══ Records for this task ══

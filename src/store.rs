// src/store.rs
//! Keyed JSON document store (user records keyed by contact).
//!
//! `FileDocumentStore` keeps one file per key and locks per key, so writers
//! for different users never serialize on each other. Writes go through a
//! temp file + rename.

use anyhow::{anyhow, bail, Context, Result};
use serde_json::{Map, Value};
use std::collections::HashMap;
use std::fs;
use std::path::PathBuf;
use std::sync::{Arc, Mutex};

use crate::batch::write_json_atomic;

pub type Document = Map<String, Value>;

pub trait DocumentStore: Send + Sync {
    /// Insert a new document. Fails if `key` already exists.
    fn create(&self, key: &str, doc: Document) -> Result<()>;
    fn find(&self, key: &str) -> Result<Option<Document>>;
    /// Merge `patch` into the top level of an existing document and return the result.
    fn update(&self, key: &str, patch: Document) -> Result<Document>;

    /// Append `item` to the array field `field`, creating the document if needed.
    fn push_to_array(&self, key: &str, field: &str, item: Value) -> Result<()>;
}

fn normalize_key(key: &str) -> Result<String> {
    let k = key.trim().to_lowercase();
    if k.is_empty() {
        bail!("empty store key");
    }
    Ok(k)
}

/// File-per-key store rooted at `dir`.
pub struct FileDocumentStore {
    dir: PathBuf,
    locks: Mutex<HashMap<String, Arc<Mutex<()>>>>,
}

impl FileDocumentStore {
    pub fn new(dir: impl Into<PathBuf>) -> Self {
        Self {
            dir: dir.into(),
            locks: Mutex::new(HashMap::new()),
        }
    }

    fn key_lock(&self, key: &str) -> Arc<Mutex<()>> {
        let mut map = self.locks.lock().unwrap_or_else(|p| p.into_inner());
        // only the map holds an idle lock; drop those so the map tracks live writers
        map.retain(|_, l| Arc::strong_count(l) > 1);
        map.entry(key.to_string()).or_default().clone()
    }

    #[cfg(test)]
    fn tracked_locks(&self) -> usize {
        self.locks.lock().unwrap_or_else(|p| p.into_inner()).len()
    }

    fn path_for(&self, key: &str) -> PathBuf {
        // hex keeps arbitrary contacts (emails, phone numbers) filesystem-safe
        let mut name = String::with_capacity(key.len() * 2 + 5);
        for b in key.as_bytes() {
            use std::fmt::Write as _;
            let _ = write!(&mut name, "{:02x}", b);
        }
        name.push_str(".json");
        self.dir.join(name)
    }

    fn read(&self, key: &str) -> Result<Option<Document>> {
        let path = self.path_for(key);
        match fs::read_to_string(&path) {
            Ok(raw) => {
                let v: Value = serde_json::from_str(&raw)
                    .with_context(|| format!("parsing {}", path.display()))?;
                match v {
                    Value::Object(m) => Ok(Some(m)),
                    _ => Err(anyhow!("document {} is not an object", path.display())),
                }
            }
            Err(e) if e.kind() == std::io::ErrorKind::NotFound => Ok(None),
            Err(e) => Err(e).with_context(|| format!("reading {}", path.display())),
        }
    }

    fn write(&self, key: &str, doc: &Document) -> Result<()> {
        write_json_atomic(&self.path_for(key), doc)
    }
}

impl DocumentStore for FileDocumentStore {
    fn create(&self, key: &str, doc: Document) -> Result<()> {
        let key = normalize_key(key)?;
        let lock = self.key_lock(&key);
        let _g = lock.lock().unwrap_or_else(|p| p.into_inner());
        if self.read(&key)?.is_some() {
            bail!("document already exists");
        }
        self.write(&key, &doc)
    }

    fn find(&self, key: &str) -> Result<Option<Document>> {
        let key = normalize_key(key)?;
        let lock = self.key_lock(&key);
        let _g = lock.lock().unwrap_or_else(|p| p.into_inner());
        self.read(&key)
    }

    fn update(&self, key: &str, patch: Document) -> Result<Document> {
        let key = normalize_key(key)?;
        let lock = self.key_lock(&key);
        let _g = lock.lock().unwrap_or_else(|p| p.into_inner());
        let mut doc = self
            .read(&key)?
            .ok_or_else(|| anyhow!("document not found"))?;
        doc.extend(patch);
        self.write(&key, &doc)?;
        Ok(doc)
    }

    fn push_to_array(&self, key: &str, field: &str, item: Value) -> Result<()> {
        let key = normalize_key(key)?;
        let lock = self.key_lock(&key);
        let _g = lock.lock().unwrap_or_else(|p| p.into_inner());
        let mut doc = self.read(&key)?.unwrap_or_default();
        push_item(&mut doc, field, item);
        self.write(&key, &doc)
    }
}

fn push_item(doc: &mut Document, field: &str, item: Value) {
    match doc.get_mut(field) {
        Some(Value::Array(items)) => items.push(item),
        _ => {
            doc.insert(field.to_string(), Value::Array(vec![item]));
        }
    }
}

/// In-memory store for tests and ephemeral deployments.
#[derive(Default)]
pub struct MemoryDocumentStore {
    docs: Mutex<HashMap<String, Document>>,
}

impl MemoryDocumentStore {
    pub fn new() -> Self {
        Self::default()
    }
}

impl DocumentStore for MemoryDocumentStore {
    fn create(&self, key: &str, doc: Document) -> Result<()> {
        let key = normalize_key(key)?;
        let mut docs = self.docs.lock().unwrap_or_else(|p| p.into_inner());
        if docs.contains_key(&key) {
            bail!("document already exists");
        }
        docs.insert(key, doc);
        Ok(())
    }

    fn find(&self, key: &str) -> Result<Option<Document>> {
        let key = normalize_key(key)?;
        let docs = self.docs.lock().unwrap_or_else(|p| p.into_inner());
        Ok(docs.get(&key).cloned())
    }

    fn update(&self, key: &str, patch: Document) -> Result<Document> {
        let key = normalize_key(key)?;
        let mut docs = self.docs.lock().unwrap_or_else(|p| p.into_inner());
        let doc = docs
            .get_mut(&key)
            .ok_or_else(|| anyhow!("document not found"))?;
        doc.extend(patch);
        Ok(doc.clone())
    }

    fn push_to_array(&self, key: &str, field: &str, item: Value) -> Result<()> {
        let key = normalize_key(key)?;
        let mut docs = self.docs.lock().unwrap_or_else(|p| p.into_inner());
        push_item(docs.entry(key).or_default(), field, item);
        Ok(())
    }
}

═══
══ Records for this task ══

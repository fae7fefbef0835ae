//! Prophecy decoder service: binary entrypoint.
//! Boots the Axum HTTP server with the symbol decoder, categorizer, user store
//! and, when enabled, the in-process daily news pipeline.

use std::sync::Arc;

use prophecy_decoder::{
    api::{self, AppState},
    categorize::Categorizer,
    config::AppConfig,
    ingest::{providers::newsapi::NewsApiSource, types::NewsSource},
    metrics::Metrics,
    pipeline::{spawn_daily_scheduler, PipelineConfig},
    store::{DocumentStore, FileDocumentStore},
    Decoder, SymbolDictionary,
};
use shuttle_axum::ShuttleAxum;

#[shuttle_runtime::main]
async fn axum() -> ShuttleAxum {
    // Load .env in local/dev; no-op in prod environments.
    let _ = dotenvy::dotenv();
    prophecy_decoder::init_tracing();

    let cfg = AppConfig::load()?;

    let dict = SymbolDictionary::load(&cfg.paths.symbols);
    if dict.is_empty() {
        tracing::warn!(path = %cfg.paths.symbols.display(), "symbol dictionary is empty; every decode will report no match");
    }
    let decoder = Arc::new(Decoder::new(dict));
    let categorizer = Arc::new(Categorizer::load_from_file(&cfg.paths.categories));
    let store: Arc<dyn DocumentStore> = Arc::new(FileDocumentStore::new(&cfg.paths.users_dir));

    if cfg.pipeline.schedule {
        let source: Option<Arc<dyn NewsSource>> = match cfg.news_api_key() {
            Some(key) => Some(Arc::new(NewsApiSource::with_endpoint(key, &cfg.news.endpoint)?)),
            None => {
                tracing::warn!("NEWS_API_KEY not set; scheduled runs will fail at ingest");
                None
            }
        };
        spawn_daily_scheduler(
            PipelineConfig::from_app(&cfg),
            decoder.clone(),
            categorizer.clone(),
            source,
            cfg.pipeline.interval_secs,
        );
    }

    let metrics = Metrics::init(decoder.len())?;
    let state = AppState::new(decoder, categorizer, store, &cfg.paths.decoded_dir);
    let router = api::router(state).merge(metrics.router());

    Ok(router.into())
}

═══

* What you should do
Say how many lines in the data include the string "HashMap", giving the number alone.

* The answer
4